- [TASK DESCRIPTION] Once you have read the listing below, write all of it out again exactly.

- [DATA UNDER STUDY]
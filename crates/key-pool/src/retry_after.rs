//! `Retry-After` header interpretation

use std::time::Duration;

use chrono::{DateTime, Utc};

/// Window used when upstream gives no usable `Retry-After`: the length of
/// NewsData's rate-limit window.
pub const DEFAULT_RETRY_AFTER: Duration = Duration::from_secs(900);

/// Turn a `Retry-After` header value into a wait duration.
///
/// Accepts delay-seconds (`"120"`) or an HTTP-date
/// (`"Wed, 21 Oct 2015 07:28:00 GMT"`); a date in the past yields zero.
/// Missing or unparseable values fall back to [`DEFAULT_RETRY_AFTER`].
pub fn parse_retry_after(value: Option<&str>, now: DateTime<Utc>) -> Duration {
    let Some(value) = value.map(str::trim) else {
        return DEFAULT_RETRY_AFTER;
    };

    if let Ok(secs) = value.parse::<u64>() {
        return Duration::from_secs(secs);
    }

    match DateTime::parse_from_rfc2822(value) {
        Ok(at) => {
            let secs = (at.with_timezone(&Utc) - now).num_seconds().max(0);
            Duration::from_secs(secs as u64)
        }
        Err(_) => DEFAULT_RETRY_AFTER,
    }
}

- [ANSWER AREA]
filename crates/key-pool/src/retry_after.rs
//! `Retry-After` header interpretation

use std::time::Duration;

use chrono::{DateTime, Utc};

/// Window used when upstream gives no usable `Retry-After`: the length of
/// NewsData's rate-limit window.
pub const DEFAULT_RETRY_AFTER: Duration = Duration::from_secs(900);

/// Turn a `Retry-After` header value into a wait duration.
///
/// Accepts delay-seconds (`"120"`) or an HTTP-date
/// (`"Wed, 21 Oct 2015 07:28:00 GMT"`); a date in the past yields zero.
/// Missing or unparseable values fall back to [`DEFAULT_RETRY_AFTER`].
pub fn parse_retry_after(value: Option<&str>, now: DateTime<Utc>) -> Duration {
    let Some(value) = value.map(str::trim) else {
        return DEFAULT_RETRY_AFTER;
    };

    if let Ok(secs) = value.parse::<u64>() {
        return Duration::from_secs(secs);
    }

    match DateTime::parse_from_rfc2822(value) {
        Ok(at) => {
            let secs = (at.with_timezone(&Utc) - now).num_seconds().max(0);
            Duration::from_secs(secs as u64)
        }
        Err(_) => DEFAULT_RETRY_AFTER,
    }
}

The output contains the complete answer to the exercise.